Here's the configuration file example for the "simple bind" mode in GreptimeDB's LDAP user provider:

# Name or IP address of the LDAP server to connect to.
server = "127.0.0.1"
# Port number on LDAP server to connect to.
port = 636
# Set to "ldap" to use LDAP, "ldaps" to use LDAPS.
# The connection between GreptimeDB and the LDAP server starts as an initially unencrypted one,
# then upgrades to TLS as the first action against the server, per the LDAPv3 standard ("StartTLS").
scheme = "ldaps"

# The authentication mode to the LDAP server, either `bind = "simple"` or `bind = "search"`.
[auth_mode]
# The following options are used in simple bind mode only:
bind = "simple"
# String to prepend to the username when forming the DN to bind as, when doing simple bind authentication.
prefix = "cn="
# String to append to the username when forming the DN to bind as, when doing simple bind authentication.
suffix = ",dc=example,dc=com"

In the "search bind" mode, GreptimeDB will first try to bind to the LDAP directory with a fixed username and password, which are set in the configuration file (bind_dn and bind_passwd), Then GreptimeDB performs a search for the user trying to log in to the database. The search will be performed over the subtree at base_dn, filtered by the search_filter, and will try to do an exact match of the attribute specified in search_attribute. Once the user has been found in this search, GreptimeDB re-binds to the directory as this user, using the password specified by the client, to verify that the login is correct. This method allows for significantly more flexibility in where the user objects are located in the directory, but will cause two additional requests to the LDAP server to be made.

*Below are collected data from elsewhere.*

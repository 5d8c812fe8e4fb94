use stevedore_store::StoreError;

#[derive(Debug, thiserror::Error)]
pub enum ElbError {
    #[error("{0}")]
    Validation(String),

    #[error("load balancer {0} already exists")]
    DuplicateLoadBalancerName(String),

    #[error("target group {0} already exists")]
    DuplicateTargetGroupName(String),

    #[error("load balancer {0} not found")]
    LoadBalancerNotFound(String),

    #[error("target group {0} not found")]
    TargetGroupNotFound(String),

    #[error("listener {0} not found")]
    ListenerNotFound(String),

    #[error("rule {0} not found")]
    RuleNotFound(String),

    #[error("internal error: {0}")]
    Internal(String),
}

impl ElbError {
    /// The `<Code>` element of the XML error envelope.
    pub fn wire_code(&self) -> &'static str {
        match self {
            ElbError::Validation(_) => "ValidationError",
            ElbError::DuplicateLoadBalancerName(_) => "DuplicateLoadBalancerName",
            ElbError::DuplicateTargetGroupName(_) => "DuplicateTargetGroupName",
            ElbError::LoadBalancerNotFound(_) => "LoadBalancerNotFound",
            ElbError::TargetGroupNotFound(_) => "TargetGroupNotFound",
            ElbError::ListenerNotFound(_) => "ListenerNotFound",
            ElbError::RuleNotFound(_) => "RuleNotFound",
            ElbError::Internal(_) => "InternalFailure",
        }
    }

    pub fn http_status(&self) -> u16 {
        match self {
            ElbError::Internal(_) => 500,
            _ => 400,
        }
    }
}

impl From<StoreError> for ElbError {
    fn from(e: StoreError) -> Self {
        match e {
            StoreError::NotFound(what) => ElbError::Validation(format!("{} not found", what)),
            StoreError::Conflict(what) => ElbError::Validation(format!("{} already exists", what)),
            StoreError::InvalidArgument(msg) => ElbError::Validation(msg),
            StoreError::StaleVersion(what) => {
                ElbError::Internal(format!("unresolved write conflict on {}", what))
            }
            StoreError::Internal(e) => ElbError::Internal(e.to_string()),
        }
    }
}

pub type Result<T> = std::result::Result<T, ElbError>;
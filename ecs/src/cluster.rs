//! Cluster operations.

use stevedore_model::{ClusterStatus, arn};
use stevedore_store::{PageRequest, StoreError};

use crate::api::*;
use crate::core::{DEFAULT_CLUSTER, Ecs};
use crate::error::{EcsError, Result};

impl Ecs {
    /// Idempotent by name: re-creating an existing cluster returns the
    /// record unchanged. The backing namespace is requested up front so
    /// later task placement never races namespace creation.
    pub async fn create_cluster(&self, request: CreateClusterRequest) -> Result<ClusterResponse> {
        let name = request
            .cluster_name
            .as_deref()
            .unwrap_or(DEFAULT_CLUSTER)
            .to_string();
        if name.is_empty() {
            return Err(EcsError::InvalidParameter("clusterName is empty".into()));
        }

        if let Some(existing) = self.storage.clusters().get(&name).await? {
            let cluster = self.with_cluster_counts(existing).await?;
            return Ok(ClusterResponse { cluster });
        }

        let mut cluster = self.new_cluster(&name);
        cluster.tags = request.tags;
        match self.storage.clusters().create(&cluster).await {
            Ok(()) => {}
            // Lost a race with a concurrent create of the same name.
            Err(StoreError::Conflict(_)) => {
                let existing = self
                    .storage
                    .clusters()
                    .get(&name)
                    .await?
                    .ok_or_else(|| EcsError::Internal("cluster vanished after conflict".into()))?;
                return Ok(ClusterResponse { cluster: existing });
            }
            Err(e) => return Err(e.into()),
        }

        let namespace = self.coordinator.namespace_for_cluster(&name);
        if let Err(e) = self.coordinator.ensure_namespace(&namespace).await {
            tracing::warn!(error = %e, cluster = %name, "namespace creation failed, will retry on first task");
        }

        self.publish(
            "metric_update",
            "cluster",
            &cluster.cluster_name,
            serde_json::to_value(&cluster).ok(),
        )
        .await;
        Ok(ClusterResponse { cluster })
    }

    pub async fn delete_cluster(&self, request: DeleteClusterRequest) -> Result<ClusterResponse> {
        let mut cluster = self.require_cluster(Some(&request.cluster)).await?;
        let cluster_counts = self.with_cluster_counts(cluster.clone()).await?;
        if cluster_counts.active_services_count > 0 {
            return Err(EcsError::FailedPrecondition(
                "cluster contains active services".into(),
            ));
        }
        if cluster_counts.running_tasks_count > 0 || cluster_counts.pending_tasks_count > 0 {
            return Err(EcsError::FailedPrecondition(
                "cluster contains tasks".into(),
            ));
        }
        self.storage.clusters().delete(&cluster.cluster_name).await?;
        cluster.status = ClusterStatus::Inactive;
        self.publish(
            "metric_update",
            "cluster",
            &cluster.cluster_name,
            serde_json::to_value(&cluster).ok(),
        )
        .await;
        Ok(ClusterResponse { cluster })
    }

    pub async fn describe_clusters(
        &self,
        request: DescribeClustersRequest,
    ) -> Result<DescribeClustersResponse> {
        let identifiers = if request.clusters.is_empty() {
            vec![DEFAULT_CLUSTER.to_string()]
        } else {
            request.clusters
        };
        let mut clusters = Vec::new();
        let mut failures = Vec::new();
        for identifier in identifiers {
            let name = arn::cluster_name(&identifier);
            match self.storage.clusters().get(name).await? {
                Some(cluster) => clusters.push(self.with_cluster_counts(cluster).await?),
                None => failures.push(Failure::missing(self.identity.cluster_arn(name))),
            }
        }
        Ok(DescribeClustersResponse { clusters, failures })
    }

    pub async fn list_clusters(&self, request: ListClustersRequest) -> Result<ListClustersResponse> {
        let page = self
            .storage
            .clusters()
            .list(&PageRequest {
                max_results: request.max_results,
                next_token: request.next_token,
            })
            .await?;
        Ok(ListClustersResponse {
            cluster_arns: page.items.into_iter().map(|c| c.cluster_arn).collect(),
            next_token: page.next_token,
        })
    }
}
//! Pre-upgrade origin validation.
//!
//! Cross-origin rejection is the default: a connection whose `Origin` host
//! differs from the request `Host` is refused unless the allowlist (exact
//! entries or `*.domain` wildcards) or a custom predicate grants it.

use std::sync::Arc;

type Predicate = Arc<dyn Fn(&str) -> bool + Send + Sync>;

#[derive(Clone, Default)]
pub struct OriginPolicy {
    allowed: Vec<String>,
    predicate: Option<Predicate>,
}

impl OriginPolicy {
    pub fn new(allowed: Vec<String>) -> Self {
        Self {
            allowed,
            predicate: None,
        }
    }

    pub fn with_predicate(mut self, predicate: impl Fn(&str) -> bool + Send + Sync + 'static) -> Self {
        self.predicate = Some(Arc::new(predicate));
        self
    }

    /// `origin` is the raw Origin header, `host` the request Host header.
    /// A missing Origin (non-browser client) is always allowed.
    pub fn allows(&self, origin: Option<&str>, host: Option<&str>) -> bool {
        let Some(origin) = origin else {
            return true;
        };
        let origin_host = strip_scheme(origin);
        if let Some(host) = host
            && origin_host == host
        {
            return true;
        }
        for entry in &self.allowed {
            if let Some(domain) = entry.strip_prefix("*.") {
                let allowed_suffix = format!(".{}", strip_port(domain));
                if strip_port(origin_host).ends_with(&allowed_suffix) {
                    return true;
                }
            } else if strip_scheme(entry) == origin_host {
                return true;
            }
        }
        if let Some(predicate) = &self.predicate {
            return predicate(origin);
        }
        false
    }
}

fn strip_scheme(value: &str) -> &str {
    value
        .strip_prefix("https://")
        .or_else(|| value.strip_prefix("http://"))
        .unwrap_or(value)
}

fn strip_port(value: &str) -> &str {
    value.rsplit_once(':').map(|(h, _)| h).unwrap_or(value)
}

#[cfg(test)]
mod tests {
    use super::*;

    #[test]
    fn test_same_host_allowed_by_default() {
        let policy = OriginPolicy::default();
        assert!(policy.allows(Some("http://localhost:8080"), Some("localhost:8080")));
        assert!(!policy.allows(Some("http://evil.example"), Some("localhost:8080")));
    }

    #[test]
    fn test_missing_origin_allowed() {
        assert!(OriginPolicy::default().allows(None, Some("localhost:8080")));
    }

    #[test]
    fn test_exact_allowlist() {
        let policy = OriginPolicy::new(vec!["https://ui.example.com".into()]);
        assert!(policy.allows(Some("https://ui.example.com"), Some("api.example.com")));
        assert!(!policy.allows(Some("https://other.example.com"), Some("api.example.com")));
    }

    #[test]
    fn test_wildcard_allowlist() {
        let policy = OriginPolicy::new(vec!["*.example.com".into()]);
        assert!(policy.allows(Some("https://ui.example.com"), Some("somewhere.else")));
        assert!(policy.allows(Some("https://deep.ui.example.com"), Some("somewhere.else")));
        assert!(!policy.allows(Some("https://example.org"), Some("somewhere.else")));
        // The bare apex is not covered by the wildcard
        assert!(!policy.allows(Some("https://example.com"), Some("somewhere.else")));
    }

    #[test]
    fn test_custom_predicate() {
        let policy =
            OriginPolicy::default().with_predicate(|origin| origin.ends_with(".trusted.dev"));
        assert!(policy.allows(Some("https://app.trusted.dev"), Some("api")));
        assert!(!policy.allows(Some("https://app.untrusted.dev"), Some("api")));
    }
}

The following toml snippets show the configuration file example for the "search bind" mode in GreptimeDB's LDAP user provider. The common parts of server, port, and scheme as shown in the "simple bind" mode configuration file above are omitted:

[auth_mode]
# The following options are used in search bind mode only:
bind = "search"
# Root DN to begin the search for the user in, when doing search bind authentication.
base_dn = "ou=people,dc=example,dc=com"
# DN of user to bind to the directory with to perform the search when doing search bind authentication.
bind_dn = "cn=admin,dc=example,dc=com"
# Password for user to bind to the directory with to perform the search when doing search bind authentication.
bind_passwd = "secret"
# Attribute to match against the username in the search when doing search bind authentication.
# If no attribute is specified, the uid attribute will be used.
search_attribute = "cn"
# The search filter to use when doing search bind authentication.
# Occurrences of "$username" will be replaced with the username.
# This allows for more flexible search filters than search_attribute.
search_filter = "(cn=$username)"

Use LDAP user provider in GreptimeDB

To use the LDAP user provider, first config your LDAP authentication mode like above, then start GreptimeDB with the --user-provider parameter set to ldap_user_provider:<path to your ldap configuration file>. For example, if you have a configuration file /home/greptimedb/ldap.toml, you can start a GreptimeDB standalone server with the following command:

greptime standalone start --user-provider=ldap_user_provider:/home/greptimedb/ldap.toml

Now you can create a connection to GreptimeDB using your LDAP user accounts.

NOTE

If you are using the MySQL CLI to connect to GreptimeDB that is configured with LDAP user provider, you need to specify the --enable-cleartext-plugin in the MySQL CLI.